Give again only those lines from the start of the entries through the line holding "async fn send(&self, cmd: HubCommand)", leaving them as they are.

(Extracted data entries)
*** Block opens ***

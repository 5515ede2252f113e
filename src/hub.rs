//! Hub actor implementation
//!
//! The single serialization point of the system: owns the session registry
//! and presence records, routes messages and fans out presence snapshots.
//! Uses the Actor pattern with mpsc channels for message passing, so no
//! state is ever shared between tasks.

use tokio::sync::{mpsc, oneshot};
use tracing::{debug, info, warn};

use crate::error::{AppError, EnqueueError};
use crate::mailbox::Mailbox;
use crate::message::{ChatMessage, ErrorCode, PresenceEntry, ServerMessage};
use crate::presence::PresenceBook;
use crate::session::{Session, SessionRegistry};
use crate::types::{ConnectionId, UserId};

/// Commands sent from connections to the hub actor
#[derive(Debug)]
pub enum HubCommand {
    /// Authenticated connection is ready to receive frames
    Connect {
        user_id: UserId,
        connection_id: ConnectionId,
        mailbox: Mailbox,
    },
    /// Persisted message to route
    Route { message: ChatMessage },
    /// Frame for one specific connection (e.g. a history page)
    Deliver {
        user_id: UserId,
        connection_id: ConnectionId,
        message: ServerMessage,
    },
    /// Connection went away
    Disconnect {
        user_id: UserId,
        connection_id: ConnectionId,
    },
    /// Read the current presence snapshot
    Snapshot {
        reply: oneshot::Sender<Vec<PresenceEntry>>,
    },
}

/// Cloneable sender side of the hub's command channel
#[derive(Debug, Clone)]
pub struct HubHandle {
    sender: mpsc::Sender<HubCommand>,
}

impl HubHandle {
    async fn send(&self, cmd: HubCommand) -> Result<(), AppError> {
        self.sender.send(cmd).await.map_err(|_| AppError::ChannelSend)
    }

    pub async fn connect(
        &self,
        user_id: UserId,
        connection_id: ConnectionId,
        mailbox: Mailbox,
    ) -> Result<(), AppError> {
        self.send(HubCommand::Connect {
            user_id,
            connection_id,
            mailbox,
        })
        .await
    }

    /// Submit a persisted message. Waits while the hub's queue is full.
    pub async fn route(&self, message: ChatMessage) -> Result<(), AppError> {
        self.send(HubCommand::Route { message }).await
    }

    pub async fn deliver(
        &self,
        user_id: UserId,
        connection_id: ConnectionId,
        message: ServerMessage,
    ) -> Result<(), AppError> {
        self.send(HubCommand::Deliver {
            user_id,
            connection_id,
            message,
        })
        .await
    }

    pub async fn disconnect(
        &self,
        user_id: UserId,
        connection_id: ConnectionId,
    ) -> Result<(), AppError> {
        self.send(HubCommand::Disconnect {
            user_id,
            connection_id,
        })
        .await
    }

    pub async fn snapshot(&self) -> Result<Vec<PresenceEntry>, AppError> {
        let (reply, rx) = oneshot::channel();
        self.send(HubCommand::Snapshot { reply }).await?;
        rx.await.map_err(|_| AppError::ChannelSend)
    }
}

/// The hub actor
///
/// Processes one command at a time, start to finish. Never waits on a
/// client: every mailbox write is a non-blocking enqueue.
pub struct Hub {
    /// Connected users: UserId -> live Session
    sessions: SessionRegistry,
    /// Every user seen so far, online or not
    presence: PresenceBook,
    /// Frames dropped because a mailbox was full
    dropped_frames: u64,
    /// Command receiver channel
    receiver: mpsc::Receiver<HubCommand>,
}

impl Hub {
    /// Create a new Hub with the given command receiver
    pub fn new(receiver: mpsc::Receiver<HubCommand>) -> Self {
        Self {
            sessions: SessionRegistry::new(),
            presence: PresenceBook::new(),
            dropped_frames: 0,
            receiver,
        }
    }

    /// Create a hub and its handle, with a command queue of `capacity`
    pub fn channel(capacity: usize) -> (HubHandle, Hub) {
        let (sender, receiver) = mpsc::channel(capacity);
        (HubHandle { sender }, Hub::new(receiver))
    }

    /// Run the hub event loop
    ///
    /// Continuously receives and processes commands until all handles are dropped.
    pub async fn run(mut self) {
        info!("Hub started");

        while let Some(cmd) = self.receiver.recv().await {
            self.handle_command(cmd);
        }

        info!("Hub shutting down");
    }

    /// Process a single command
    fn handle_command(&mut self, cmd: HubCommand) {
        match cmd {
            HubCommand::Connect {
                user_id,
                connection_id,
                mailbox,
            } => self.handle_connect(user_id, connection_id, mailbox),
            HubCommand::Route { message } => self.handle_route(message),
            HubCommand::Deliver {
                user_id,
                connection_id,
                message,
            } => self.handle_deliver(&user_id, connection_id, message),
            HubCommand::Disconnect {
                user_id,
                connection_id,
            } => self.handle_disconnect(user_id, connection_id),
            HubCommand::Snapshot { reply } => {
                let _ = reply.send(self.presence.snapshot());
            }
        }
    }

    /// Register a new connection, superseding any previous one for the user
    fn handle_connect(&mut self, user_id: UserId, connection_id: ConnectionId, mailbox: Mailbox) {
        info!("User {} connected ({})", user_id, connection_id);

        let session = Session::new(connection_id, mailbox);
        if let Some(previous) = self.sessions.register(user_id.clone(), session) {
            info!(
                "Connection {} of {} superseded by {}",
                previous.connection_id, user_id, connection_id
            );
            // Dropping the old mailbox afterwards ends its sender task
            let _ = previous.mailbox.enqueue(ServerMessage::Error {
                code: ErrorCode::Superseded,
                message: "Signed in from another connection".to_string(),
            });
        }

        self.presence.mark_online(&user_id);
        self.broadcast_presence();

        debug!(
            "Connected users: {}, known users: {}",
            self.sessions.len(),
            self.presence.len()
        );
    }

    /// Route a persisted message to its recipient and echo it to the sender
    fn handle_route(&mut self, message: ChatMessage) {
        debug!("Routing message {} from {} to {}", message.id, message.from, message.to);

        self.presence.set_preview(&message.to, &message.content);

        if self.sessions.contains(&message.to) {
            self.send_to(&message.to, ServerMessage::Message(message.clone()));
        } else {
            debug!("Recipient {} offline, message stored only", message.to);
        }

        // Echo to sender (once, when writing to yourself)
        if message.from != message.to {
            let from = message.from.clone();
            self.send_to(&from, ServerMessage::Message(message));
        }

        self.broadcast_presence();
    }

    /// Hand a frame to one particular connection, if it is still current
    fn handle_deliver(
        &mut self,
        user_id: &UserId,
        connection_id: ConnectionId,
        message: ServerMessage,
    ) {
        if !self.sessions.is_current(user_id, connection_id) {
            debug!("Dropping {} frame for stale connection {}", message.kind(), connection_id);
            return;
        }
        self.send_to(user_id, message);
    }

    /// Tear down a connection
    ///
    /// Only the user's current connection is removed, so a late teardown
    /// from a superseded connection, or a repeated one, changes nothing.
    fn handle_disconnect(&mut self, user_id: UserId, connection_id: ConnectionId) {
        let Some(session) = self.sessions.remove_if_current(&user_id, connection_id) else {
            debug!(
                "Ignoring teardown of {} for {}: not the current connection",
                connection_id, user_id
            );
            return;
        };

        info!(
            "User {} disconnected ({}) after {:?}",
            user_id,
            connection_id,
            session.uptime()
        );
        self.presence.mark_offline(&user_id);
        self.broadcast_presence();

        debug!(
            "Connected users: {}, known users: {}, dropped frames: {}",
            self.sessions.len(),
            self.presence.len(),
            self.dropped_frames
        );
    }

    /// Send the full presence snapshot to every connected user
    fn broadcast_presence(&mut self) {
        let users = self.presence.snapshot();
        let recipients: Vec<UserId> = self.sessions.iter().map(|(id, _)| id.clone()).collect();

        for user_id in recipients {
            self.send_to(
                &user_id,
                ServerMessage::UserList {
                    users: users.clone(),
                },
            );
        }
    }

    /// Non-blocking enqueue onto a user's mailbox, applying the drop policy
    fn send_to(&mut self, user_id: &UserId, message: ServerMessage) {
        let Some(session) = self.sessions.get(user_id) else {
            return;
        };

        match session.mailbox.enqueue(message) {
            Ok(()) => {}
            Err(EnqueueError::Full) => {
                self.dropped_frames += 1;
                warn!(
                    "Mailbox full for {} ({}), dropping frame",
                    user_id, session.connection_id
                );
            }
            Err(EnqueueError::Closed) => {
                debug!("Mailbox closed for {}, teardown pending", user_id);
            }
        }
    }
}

*** Block closes ***

*Exercise response:*
repository 5515ede2252f113e
filename src/hub.rs
//! Hub actor implementation
//!
//! The single serialization point of the system: owns the session registry
//! and presence records, routes messages and fans out presence snapshots.
//! Uses the Actor pattern with mpsc channels for message passing, so no
//! state is ever shared between tasks.

use tokio::sync::{mpsc, oneshot};
use tracing::{debug, info, warn};

use crate::error::{AppError, EnqueueError};
use crate::mailbox::Mailbox;
use crate::message::{ChatMessage, ErrorCode, PresenceEntry, ServerMessage};
use crate::presence::PresenceBook;
use crate::session::{Session, SessionRegistry};
use crate::types::{ConnectionId, UserId};

/// Commands sent from connections to the hub actor
#[derive(Debug)]
pub enum HubCommand {
    /// Authenticated connection is ready to receive frames
    Connect {
        user_id: UserId,
        connection_id: ConnectionId,
        mailbox: Mailbox,
    },
    /// Persisted message to route
    Route { message: ChatMessage },
    /// Frame for one specific connection (e.g. a history page)
    Deliver {
        user_id: UserId,
        connection_id: ConnectionId,
        message: ServerMessage,
    },
    /// Connection went away
    Disconnect {
        user_id: UserId,
        connection_id: ConnectionId,
    },
    /// Read the current presence snapshot
    Snapshot {
        reply: oneshot::Sender<Vec<PresenceEntry>>,
    },
}

/// Cloneable sender side of the hub's command channel
#[derive(Debug, Clone)]
pub struct HubHandle {
    sender: mpsc::Sender<HubCommand>,
}

impl HubHandle {
    async fn send(&self, cmd: HubCommand) -> Result<(), AppError> {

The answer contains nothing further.